Font Lock mode is a minor mode, always local to a particular buffer, which highlights (or ``fontifies'') using various faces according to the syntax of the text you are editing. It can recognize comments and strings in most languages; in several languages, it can also recognize and properly highlight various other important constructs---for example, names of functions being defined or reserved keywords.
The command M-x font-lock-mode turns Font Lock mode on or off
according to the argument, and toggles the mode when it has no argument.
The function turn-on-font-lock
unconditionally enables Font Lock
mode. This is useful in mode-hook functions. For example, to enable
Font Lock mode whenever you edit a C file, you can do this:
(add-hook 'c-mode-hook 'turn-on-font-lock)

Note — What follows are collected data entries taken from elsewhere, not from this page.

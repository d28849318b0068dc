use anyhow::{anyhow, Context, Result};
use cpal::traits::{DeviceTrait, HostTrait, StreamTrait};
use cpal::{FromSample, Sample, SizedSample, Stream, StreamConfig};

/// The beeper: a single output stream carrying a 440 Hz sine, built once
/// at startup and left paused. `start`/`stop` are idempotent, so the run
/// loop can sync the tone to the sound timer every frame without churn.
pub struct Sound {
    stream: Stream,
    playing: bool,
}

impl Sound {
    pub fn new() -> Result<Self> {
        let host = cpal::default_host();
        let device = host
            .default_output_device()
            .context("no audio output device available")?;
        let supported = device
            .supported_output_configs()
            .context("querying audio output configs")?
            .next()
            .context("no supported audio output config")?
            .with_max_sample_rate();
        let format = supported.sample_format();
        let config: StreamConfig = supported.into();

        let stream = match format {
            cpal::SampleFormat::I8 => Self::build::<i8>(&device, &config),
            cpal::SampleFormat::I16 => Self::build::<i16>(&device, &config),
            cpal::SampleFormat::I32 => Self::build::<i32>(&device, &config),
            cpal::SampleFormat::I64 => Self::build::<i64>(&device, &config),
            cpal::SampleFormat::U8 => Self::build::<u8>(&device, &config),
            cpal::SampleFormat::U16 => Self::build::<u16>(&device, &config),
            cpal::SampleFormat::U32 => Self::build::<u32>(&device, &config),
            cpal::SampleFormat::U64 => Self::build::<u64>(&device, &config),
            cpal::SampleFormat::F32 => Self::build::<f32>(&device, &config),
            cpal::SampleFormat::F64 => Self::build::<f64>(&device, &config),
            other => return Err(anyhow!("unsupported sample format '{other}'")),
        }?;
        stream.pause().context("priming the audio stream")?;

        Ok(Self {
            stream,
            playing: false,
        })
    }

    fn build<T>(device: &cpal::Device, config: &StreamConfig) -> Result<Stream>
    where
        T: SizedSample + FromSample<f32>,
    {
        let sample_rate = config.sample_rate.0 as f32;
        let channels = config.channels as usize;

        let mut sample_clock = 0f32;
        let mut next_value = move || {
            sample_clock = (sample_clock + 1.0) % sample_rate;
            (sample_clock * 440.0 * 2.0 * std::f32::consts::PI / sample_rate).sin()
        };

        let err_fn = |err| log::error!("audio stream error: {err}");

        let stream = device
            .build_output_stream(
                config,
                move |data: &mut [T], _: &cpal::OutputCallbackInfo| {
                    Self::write_data(data, channels, &mut next_value)
                },
                err_fn,
                None,
            )
            .context("building the audio stream")?;
        Ok(stream)
    }

    fn write_data<T>(output: &mut [T], channels: usize, next_sample: &mut dyn FnMut() -> f32)
    where
        T: Sample + FromSample<f32>,
    {
        for frame in output.chunks_mut(channels) {
            let value: T = T::from_sample(next_sample());
            for sample in frame.iter_mut() {
                *sample = value;
            }
        }
    }

    pub fn start(&mut self) -> Result<()> {
        if !self.playing {
            self.stream.play().context("starting the tone")?;
            self.playing = true;
        }
        Ok(())
    }

    pub fn stop(&mut self) -> Result<()> {
        if self.playing {
            self.stream.pause().context("stopping the tone")?;
            self.playing = false;
        }
        Ok(())
    }
}
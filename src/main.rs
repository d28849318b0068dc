// The machine under emulation:
//   4K of memory, font at 0, program at 0x200
//   16 8-bit registers plus a 16-bit address register
//   16-frame call stack, two 60 Hz countdown timers
//   64x32 monochrome display, 16-key hex pad
//
// The interpreter runs a fixed burst of instructions per rendered frame;
// everything else (window, tone, key sampling) hangs off the frame loop.

use std::fs;
use std::path::PathBuf;

use anyhow::{Context, Result};
use clap::Parser;
use log::info;

use crate::display::Screen;
use crate::emulator::Emulator;
use crate::sound::Sound;

mod decode;
mod display;
mod emulator;
mod error;
mod framebuffer;
mod keyboard;
mod memory;
mod registers;
mod sound;
mod timer;

/// CHIP-8 emulator.
#[derive(Parser, Debug)]
#[command(version, about)]
struct Args {
    /// Path to the ROM image to run
    rom: PathBuf,
}

fn main() -> Result<()> {
    env_logger::init();
    let args = Args::parse();

    let rom = fs::read(&args.rom)
        .with_context(|| format!("reading rom {}", args.rom.display()))?;
    info!("loaded {} byte rom from {}", rom.len(), args.rom.display());

    let mut emulator = Emulator::new(&rom)?;
    let mut screen = Screen::new()?;
    let mut sound = Sound::new()?;

    run(&mut emulator, &mut screen, &mut sound)
}

/// One pass per frame: sample the keypad, tick the timers, run the
/// instruction burst, and keep the tone in sync with the sound timer on
/// both sides of the burst (an instruction inside it may have set or
/// cleared the timer). The window's update-rate limiter paces the loop at
/// roughly 60 Hz.
fn run(emulator: &mut Emulator, screen: &mut Screen, sound: &mut Sound) -> Result<()> {
    while screen.is_open() {
        let input = screen.input();

        emulator.tick_timers();
        sync_tone(emulator, sound)?;
        emulator.run_burst(input)?;
        sync_tone(emulator, sound)?;

        screen.render(emulator.frame_buffer())?;
    }

    info!("display closed, shutting down");
    Ok(())
}

fn sync_tone(emulator: &Emulator, sound: &mut Sound) -> Result<()> {
    if emulator.sound_active() {
        sound.start()
    } else {
        sound.stop()
    }
}
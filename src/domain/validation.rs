use std::fmt;

#[derive(Debug, Clone, PartialEq, Eq)]
pub enum ValidationError {
    Empty { field: &'static str },
    BodyTooLong { max: usize, actual: usize },
    InvalidRecipient { input: String },
}

impl fmt::Display for ValidationError {
    fn fmt(&self, f: &mut fmt::Formatter<'_>) -> fmt::Result {
        match self {
            Self::Empty { field } => write!(f, "{field} must not be empty"),
            Self::BodyTooLong { max, actual } => {
                write!(f, "message too long: {actual} characters (max {max})")
            }
            Self::InvalidRecipient { input } => write!(f, "invalid phone number: {input}"),
        }
    }
}

impl std::error::Error for ValidationError {}

#[cfg(test)]
mod tests {
    use super::ValidationError;

    #[test]
    fn display_messages_are_human_readable() {
        let err = ValidationError::Empty { field: "to" };
        assert_eq!(err.to_string(), "to must not be empty");

        let err = ValidationError::BodyTooLong {
            max: 320,
            actual: 321,
        };
        assert_eq!(err.to_string(), "message too long: 321 characters (max 320)");

        let err = ValidationError::InvalidRecipient {
            input: "bad".to_owned(),
        };
        assert_eq!(err.to_string(), "invalid phone number: bad");
    }
}
use crate::domain::validation::ValidationError;

#[derive(Debug, Clone, PartialEq, Eq, Hash)]
/// Phone number the message is addressed to (`to`).
///
/// Invariant: non-empty. The value is otherwise preserved byte-for-byte —
/// the relay forwards whatever the caller supplied, unmodified. Stricter
/// pattern checks belong to the submission form, which owns the user-facing
/// validation policy.
pub struct Recipient(String);

impl Recipient {
    /// JSON field name used on both the relay and gateway wire (`to`).
    pub const FIELD: &'static str = "to";

    /// Create a validated (non-empty) recipient.
    pub fn new(value: impl Into<String>) -> Result<Self, ValidationError> {
        let value = value.into();
        if value.is_empty() {
            return Err(ValidationError::Empty { field: Self::FIELD });
        }
        Ok(Self(value))
    }

    /// Borrow the validated phone number.
    pub fn as_str(&self) -> &str {
        &self.0
    }
}

#[derive(Debug, Clone, PartialEq, Eq, Hash)]
/// SMS message text (`message`).
///
/// Invariants: non-empty, at most [`MessageBody::MAX_UNITS`] characters.
/// The value (including whitespace) is preserved byte-for-byte and
/// forwarded unmodified.
pub struct MessageBody(String);

impl MessageBody {
    /// JSON field name used on both the relay and gateway wire (`message`).
    pub const FIELD: &'static str = "message";

    /// Maximum message length in characters, enforced on both sides of the
    /// relay (the form truncates, the server rejects).
    pub const MAX_UNITS: usize = 320;

    /// Create validated message text.
    pub fn new(value: impl Into<String>) -> Result<Self, ValidationError> {
        let value = value.into();
        if value.is_empty() {
            return Err(ValidationError::Empty { field: Self::FIELD });
        }
        let actual = value.chars().count();
        if actual > Self::MAX_UNITS {
            return Err(ValidationError::BodyTooLong {
                max: Self::MAX_UNITS,
                actual,
            });
        }
        Ok(Self(value))
    }

    /// Borrow the message text as provided.
    pub fn as_str(&self) -> &str {
        &self.0
    }
}

#[derive(Debug, Clone, PartialEq, Eq, Hash)]
/// Gateway authentication key, sent verbatim in the `Authorization` header.
///
/// Invariant: non-empty after trimming.
pub struct AuthKey(String);

impl AuthKey {
    /// HTTP header the key travels in.
    pub const HEADER: &'static str = "Authorization";

    /// Create a validated [`AuthKey`].
    pub fn new(value: impl Into<String>) -> Result<Self, ValidationError> {
        let value = value.into();
        let trimmed = value.trim();
        if trimmed.is_empty() {
            return Err(ValidationError::Empty { field: Self::HEADER });
        }
        Ok(Self(trimmed.to_owned()))
    }

    /// Borrow the validated key.
    pub fn as_str(&self) -> &str {
        &self.0
    }
}

#[cfg(test)]
mod tests {
    use super::*;

    #[test]
    fn recipient_preserves_padding_and_rejects_empty() {
        let to = Recipient::new(" +905551234567 ").unwrap();
        assert_eq!(to.as_str(), " +905551234567 ");
        assert!(matches!(
            Recipient::new(""),
            Err(ValidationError::Empty { field: "to" })
        ));
        // Whitespace is content, not absence; the gateway sees it as sent.
        assert!(Recipient::new(" ").is_ok());
    }

    #[test]
    fn message_body_preserves_whitespace_but_rejects_empty() {
        let body = MessageBody::new(" Merhaba ").unwrap();
        assert_eq!(body.as_str(), " Merhaba ");
        assert!(matches!(
            MessageBody::new(""),
            Err(ValidationError::Empty { field: "message" })
        ));
        assert!(MessageBody::new(" ").is_ok());
    }

    #[test]
    fn message_body_enforces_character_cap() {
        let at_cap = "x".repeat(MessageBody::MAX_UNITS);
        assert!(MessageBody::new(at_cap).is_ok());

        let over_cap = "x".repeat(MessageBody::MAX_UNITS + 1);
        let err = MessageBody::new(over_cap).unwrap_err();
        assert!(matches!(
            err,
            ValidationError::BodyTooLong {
                max: 320,
                actual: 321
            }
        ));
    }

    #[test]
    fn message_body_cap_counts_characters_not_bytes() {
        // Turkish text is multi-byte in UTF-8 but must count per character.
        let turkish = "ş".repeat(MessageBody::MAX_UNITS);
        assert!(MessageBody::new(turkish).is_ok());
    }

    #[test]
    fn auth_key_trims_and_rejects_empty() {
        let key = AuthKey::new(" secret ").unwrap();
        assert_eq!(key.as_str(), "secret");
        assert!(AuthKey::new("").is_err());
    }
}
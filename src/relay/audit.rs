//! Audit logging for relayed sends, with environment-dependent redaction.
//!
//! The message body is confidential: production records never contain it at
//! all, and every other environment only ever sees the fixed
//! [`MASKED_BODY`] placeholder. Record construction is pure so the redaction
//! rule is testable without capturing log output.

use std::time::{SystemTime, UNIX_EPOCH};

use tracing::info;

use crate::domain::Recipient;

/// Placeholder written in place of the message body outside production.
pub const MASKED_BODY: &str = "[MASKED]";

#[derive(Debug, Clone, Copy, PartialEq, Eq)]
/// Deployment environment, as far as logging is concerned.
pub enum LogEnvironment {
    /// Recipient and timestamp only; the body never reaches the log.
    Production,
    /// Adds the fixed [`MASKED_BODY`] placeholder, never the real body.
    Development,
}

impl LogEnvironment {
    /// Map the `APP_ENV` value: `production` (case-insensitive) selects
    /// [`LogEnvironment::Production`], anything else (or unset) selects
    /// [`LogEnvironment::Development`].
    pub fn from_app_env(value: Option<&str>) -> Self {
        match value {
            Some(v) if v.eq_ignore_ascii_case("production") => Self::Production,
            _ => Self::Development,
        }
    }

    /// Whether this is the production policy.
    pub fn is_production(self) -> bool {
        matches!(self, Self::Production)
    }
}

#[derive(Debug, Clone, PartialEq, Eq)]
/// One audit entry for a send about to be forwarded.
///
/// The constructor never receives the message body, so no code path can
/// leak it into a record by mistake.
pub struct AuditRecord {
    phone: String,
    body: Option<&'static str>,
    timestamp: u64,
}

impl AuditRecord {
    /// Build the record for one send under the given policy.
    pub fn for_send(environment: LogEnvironment, recipient: &Recipient) -> Self {
        let body = match environment {
            LogEnvironment::Production => None,
            LogEnvironment::Development => Some(MASKED_BODY),
        };
        Self {
            phone: recipient.as_str().to_owned(),
            body,
            timestamp: unix_now(),
        }
    }

    /// The recorded recipient.
    pub fn phone(&self) -> &str {
        &self.phone
    }

    /// The recorded body field: `None` in production, the mask elsewhere.
    pub fn body(&self) -> Option<&'static str> {
        self.body
    }

    /// Seconds since the Unix epoch at record construction.
    pub fn timestamp(&self) -> u64 {
        self.timestamp
    }

    /// Emit the record through `tracing`.
    pub fn emit(&self) {
        info!(
            target: "smsrelay::audit",
            phone = %self.phone,
            body = self.body,
            timestamp = self.timestamp,
            "relaying sms"
        );
    }
}

fn unix_now() -> u64 {
    SystemTime::now()
        .duration_since(UNIX_EPOCH)
        .map(|d| d.as_secs())
        .unwrap_or(0)
}
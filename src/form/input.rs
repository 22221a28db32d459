use phonenumber::country;

/// Maximum length of the normalized recipient field, `+` included.
pub const RECIPIENT_MAX_LEN: usize = 14;

/// Normalize a recipient field edit: strip everything outside digits, force
/// a leading `+`, truncate to [`RECIPIENT_MAX_LEN`].
///
/// Idempotent: applying it twice yields the same result as applying it
/// once. Stricter than the browser field it models, which leaves interior
/// `+` characters in place: here only the forced leading `+` survives, so
/// the output always stays inside the pattern alphabet.
pub fn normalize_recipient(raw: &str) -> String {
    let mut normalized = String::with_capacity(RECIPIENT_MAX_LEN);
    normalized.push('+');
    normalized.extend(raw.chars().filter(char::is_ascii_digit));
    normalized.truncate(RECIPIENT_MAX_LEN);
    normalized
}

#[derive(Debug, Clone, PartialEq, Eq)]
/// Accepted phone-number pattern for form validation.
///
/// The observed deployment accepts one country's mobile format; later label
/// variants suggest arbitrary country codes. Both intents are representable:
/// a fixed prefix + digit count, or full parsing via the `phonenumber`
/// crate metadata.
pub enum PhonePattern {
    /// A literal prefix followed by exactly `subscriber_digits` digits.
    Fixed {
        prefix: String,
        subscriber_digits: usize,
    },
    /// Parse with the `phonenumber` crate and require a valid number.
    /// The region resolves inputs without an explicit country prefix.
    Region(Option<country::Id>),
}

impl PhonePattern {
    /// Turkish mobile numbers, `+905` followed by nine digits.
    pub fn turkish_mobile() -> Self {
        Self::Fixed {
            prefix: "+905".to_owned(),
            subscriber_digits: 9,
        }
    }

    /// Whether the input satisfies the pattern.
    pub fn matches(&self, input: &str) -> bool {
        match self {
            Self::Fixed {
                prefix,
                subscriber_digits,
            } => input
                .strip_prefix(prefix.as_str())
                .is_some_and(|rest| {
                    rest.len() == *subscriber_digits
                        && rest.chars().all(|c| c.is_ascii_digit())
                }),
            Self::Region(region) => phonenumber::parse(*region, input)
                .map(|parsed| phonenumber::is_valid(&parsed))
                .unwrap_or(false),
        }
    }
}

impl Default for PhonePattern {
    fn default() -> Self {
        Self::turkish_mobile()
    }
}

#[cfg(test)]
mod tests {
    use super::*;

    #[test]
    fn normalization_strips_forces_plus_and_truncates() {
        assert_eq!(normalize_recipient("905551234567"), "+905551234567");
        assert_eq!(normalize_recipient("+90 555 123-45-67"), "+905551234567");
        assert_eq!(normalize_recipient("abc90x555y1234567z89"), "+9055512345678");
        assert_eq!(normalize_recipient(""), "+");
        // Interior plus signs are stripped along with other non-digits.
        assert_eq!(normalize_recipient("+90+555123456"), "+90555123456");
    }

    #[test]
    fn normalization_is_idempotent() {
        let inputs = [
            "",
            "+905551234567",
            "90 555 123 45 67",
            "call +90 (555) 123 45 67 now",
            "++++",
            "123456789012345678901234",
        ];
        for input in inputs {
            let once = normalize_recipient(input);
            let twice = normalize_recipient(&once);
            assert_eq!(once, twice, "input {input:?}");
            assert!(once.len() <= RECIPIENT_MAX_LEN, "input {input:?}");
        }
    }

    #[test]
    fn fixed_pattern_requires_prefix_and_digit_count() {
        let pattern = PhonePattern::turkish_mobile();
        assert!(pattern.matches("+905551234567"));
        assert!(!pattern.matches("+90555123456"));
        assert!(!pattern.matches("+9055512345678"));
        assert!(!pattern.matches("+15551234567"));
        assert!(!pattern.matches("+90555123456x"));
        assert!(!pattern.matches(""));
    }

    #[test]
    fn region_pattern_accepts_valid_international_numbers() {
        let pattern = PhonePattern::Region(None);
        assert!(pattern.matches("+14155552671"));
        assert!(!pattern.matches("+1"));
        assert!(!pattern.matches("not a number"));
    }
}
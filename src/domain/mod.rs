//! Domain layer: strong types with validation and invariants (no I/O).

mod message;
mod validation;
mod value;

pub use message::OutboundMessage;
pub use validation::ValidationError;
pub use value::{AuthKey, MessageBody, Recipient};
//! Relay layer: the `POST /api/send-sms` endpoint.
//!
//! Per request: method check, shape check, audit log, forward to the
//! gateway, map the outcome to the `{success, error?}` envelope. Stateless
//! across requests; every error is converted to the envelope at this
//! boundary, nothing propagates as an uncaught fault.

mod audit;

use std::sync::Arc;

use axum::body::Bytes;
use axum::extract::State;
use axum::http::StatusCode;
use axum::routing::post;
use axum::{Json, Router};
use serde::{Deserialize, Serialize};

use crate::domain::{MessageBody, OutboundMessage, Recipient};
use crate::gateway::SmsSender;

pub use audit::{AuditRecord, LogEnvironment, MASKED_BODY};

const ERR_METHOD: &str = "Method not allowed";
const ERR_MISSING: &str = "Missing phone number or message";
const ERR_SEND_FALLBACK: &str = "Failed to send SMS";

#[derive(Debug, Clone, Default, Deserialize)]
/// Inbound request body for `POST /api/send-sms`.
///
/// Absent fields decode as empty strings so that "missing" and "empty"
/// follow the same rejection path.
pub struct SendSmsRequest {
    #[serde(default)]
    pub to: String,
    #[serde(default)]
    pub message: String,
}

#[derive(Debug, Clone, PartialEq, Eq, Serialize, Deserialize)]
/// Response envelope: `error` is present iff `success` is `false`.
pub struct SendSmsResponse {
    pub success: bool,
    #[serde(skip_serializing_if = "Option::is_none")]
    pub error: Option<String>,
}

impl SendSmsResponse {
    /// The success envelope, `{"success": true}`.
    pub fn ok() -> Self {
        Self {
            success: true,
            error: None,
        }
    }

    /// A failure envelope with a human-readable message.
    pub fn failure(error: impl Into<String>) -> Self {
        Self {
            success: false,
            error: Some(error.into()),
        }
    }
}

#[derive(Clone)]
/// State shared across request handlers: the gateway seam and the logging
/// policy, both fixed at startup.
pub struct AppState {
    sender: Arc<dyn SmsSender>,
    environment: LogEnvironment,
}

impl AppState {
    /// Wrap the gateway sender and logging policy for injection into axum.
    pub fn new(sender: Arc<dyn SmsSender>, environment: LogEnvironment) -> Self {
        Self {
            sender,
            environment,
        }
    }
}

/// Build the relay router. Non-POST methods on the route fall through to a
/// `405` with the same envelope shape the rest of the API uses.
pub fn router(state: AppState) -> Router {
    Router::new()
        .route(
            "/api/send-sms",
            post(send_sms).fallback(method_not_allowed),
        )
        .with_state(state)
}

async fn method_not_allowed() -> (StatusCode, Json<SendSmsResponse>) {
    (
        StatusCode::METHOD_NOT_ALLOWED,
        Json(SendSmsResponse::failure(ERR_METHOD)),
    )
}

async fn send_sms(
    State(state): State<AppState>,
    body: Bytes,
) -> (StatusCode, Json<SendSmsResponse>) {
    // Undecodable bodies land on the same 400 as missing fields.
    let request: SendSmsRequest = serde_json::from_slice(&body).unwrap_or_default();
    if request.to.is_empty() || request.message.is_empty() {
        return (
            StatusCode::BAD_REQUEST,
            Json(SendSmsResponse::failure(ERR_MISSING)),
        );
    }

    let message = match build_message(&request) {
        Ok(message) => message,
        Err(err) => {
            return (
                StatusCode::BAD_REQUEST,
                Json(SendSmsResponse::failure(err.to_string())),
            );
        }
    };

    AuditRecord::for_send(state.environment, message.recipient()).emit();

    match state.sender.send(&message).await {
        Ok(()) => (StatusCode::OK, Json(SendSmsResponse::ok())),
        Err(err) => {
            let text = err.to_string();
            let text = if text.trim().is_empty() {
                ERR_SEND_FALLBACK.to_owned()
            } else {
                text
            };
            (
                StatusCode::INTERNAL_SERVER_ERROR,
                Json(SendSmsResponse::failure(text)),
            )
        }
    }
}

// The gateway must receive `to` and `message` exactly as the caller sent
// them; the domain constructors validate without rewriting the values.
fn build_message(
    request: &SendSmsRequest,
) -> Result<OutboundMessage, crate::domain::ValidationError> {
    let recipient = Recipient::new(request.to.clone())?;
    let body = MessageBody::new(request.message.clone())?;
    Ok(OutboundMessage::new(recipient, body))
}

To turn on Font Lock mode automatically in all modes which support it,
use the function global-font-lock-mode
, like this:
(global-font-lock-mode 1)
In Font Lock mode, when you edit the text, the highlighting updates
automatically in the line that you changed. Most changes don't affect
the highlighting of subsequent lines, but occasionally they do. To
rehighlight a range of lines, use the command M-g M-g
(font-lock-fontify-block
).
In certain major modes, M-g M-g refontifies the entire current
function. (The variable font-lock-mark-block-function
controls
how to find the current function.) In other major modes, M-g M-g
refontifies 16 lines above and below point.
With a prefix argument n, M-g M-g refontifies n lines above and below point, regardless of the mode.
To get the full benefit of Font Lock mode, you need to choose a default font which has bold, italic, and bold-italic variants; or else you need to have a color or gray-scale screen.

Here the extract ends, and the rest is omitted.